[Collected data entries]
★ ★ ★ ★ ★

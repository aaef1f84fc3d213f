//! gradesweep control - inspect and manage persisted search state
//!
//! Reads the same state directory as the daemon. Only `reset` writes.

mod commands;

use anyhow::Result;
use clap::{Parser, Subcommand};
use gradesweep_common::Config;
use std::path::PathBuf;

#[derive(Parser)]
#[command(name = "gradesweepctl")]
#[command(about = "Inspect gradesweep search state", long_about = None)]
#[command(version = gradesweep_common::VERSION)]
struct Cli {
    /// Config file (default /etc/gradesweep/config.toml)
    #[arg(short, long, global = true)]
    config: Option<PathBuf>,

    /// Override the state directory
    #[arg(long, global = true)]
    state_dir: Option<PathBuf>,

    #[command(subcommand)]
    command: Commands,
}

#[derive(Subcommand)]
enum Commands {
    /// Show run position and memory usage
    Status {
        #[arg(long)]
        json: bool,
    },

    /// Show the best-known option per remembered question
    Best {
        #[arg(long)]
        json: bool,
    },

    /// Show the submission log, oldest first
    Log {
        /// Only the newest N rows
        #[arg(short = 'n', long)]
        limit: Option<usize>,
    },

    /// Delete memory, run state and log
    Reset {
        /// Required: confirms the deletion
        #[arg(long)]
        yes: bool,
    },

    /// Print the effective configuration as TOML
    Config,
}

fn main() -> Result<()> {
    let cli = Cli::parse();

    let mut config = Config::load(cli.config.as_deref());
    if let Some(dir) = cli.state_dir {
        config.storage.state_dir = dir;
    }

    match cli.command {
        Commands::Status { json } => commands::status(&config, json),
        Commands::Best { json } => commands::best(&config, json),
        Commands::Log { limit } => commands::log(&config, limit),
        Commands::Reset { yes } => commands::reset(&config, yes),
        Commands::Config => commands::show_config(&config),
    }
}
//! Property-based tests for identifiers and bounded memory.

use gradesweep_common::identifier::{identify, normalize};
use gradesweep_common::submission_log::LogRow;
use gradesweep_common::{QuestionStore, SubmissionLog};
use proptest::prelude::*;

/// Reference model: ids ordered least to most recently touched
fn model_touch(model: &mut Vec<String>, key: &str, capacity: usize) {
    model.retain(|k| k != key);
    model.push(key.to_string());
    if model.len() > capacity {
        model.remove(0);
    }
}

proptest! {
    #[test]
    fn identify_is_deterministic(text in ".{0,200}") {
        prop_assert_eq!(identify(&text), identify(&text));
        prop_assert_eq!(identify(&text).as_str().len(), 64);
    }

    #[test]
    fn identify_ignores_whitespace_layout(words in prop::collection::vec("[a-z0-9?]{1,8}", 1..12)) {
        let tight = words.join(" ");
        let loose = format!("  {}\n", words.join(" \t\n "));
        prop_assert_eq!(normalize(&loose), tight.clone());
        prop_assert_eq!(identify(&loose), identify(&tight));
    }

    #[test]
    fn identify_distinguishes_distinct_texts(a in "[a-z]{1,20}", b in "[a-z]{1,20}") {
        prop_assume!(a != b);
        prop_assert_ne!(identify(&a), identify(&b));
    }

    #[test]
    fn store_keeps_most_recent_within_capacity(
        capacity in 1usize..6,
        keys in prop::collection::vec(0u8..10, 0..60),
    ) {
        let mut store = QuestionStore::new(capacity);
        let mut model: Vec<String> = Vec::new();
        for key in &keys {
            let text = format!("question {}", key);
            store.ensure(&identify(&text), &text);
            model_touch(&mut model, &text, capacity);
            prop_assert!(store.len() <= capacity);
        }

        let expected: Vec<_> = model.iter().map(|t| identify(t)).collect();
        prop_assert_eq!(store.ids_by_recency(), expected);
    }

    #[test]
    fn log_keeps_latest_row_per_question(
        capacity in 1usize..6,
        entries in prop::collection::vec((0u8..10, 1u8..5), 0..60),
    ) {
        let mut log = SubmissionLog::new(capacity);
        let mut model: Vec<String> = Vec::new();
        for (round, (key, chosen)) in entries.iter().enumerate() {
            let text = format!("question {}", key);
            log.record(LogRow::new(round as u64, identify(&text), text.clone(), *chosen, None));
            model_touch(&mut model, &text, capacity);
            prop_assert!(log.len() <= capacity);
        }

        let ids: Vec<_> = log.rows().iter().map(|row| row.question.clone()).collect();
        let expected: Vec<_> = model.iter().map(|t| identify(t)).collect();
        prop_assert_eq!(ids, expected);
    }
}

★ ★ ★ ★ ★

> [REQUIREMENT]:
Only lines holding the word "true" are wanted, so copy each of them from the records above.

> [RESPONSE BOX]:
    #[arg(short, long, global = true)]
    #[arg(long, global = true)]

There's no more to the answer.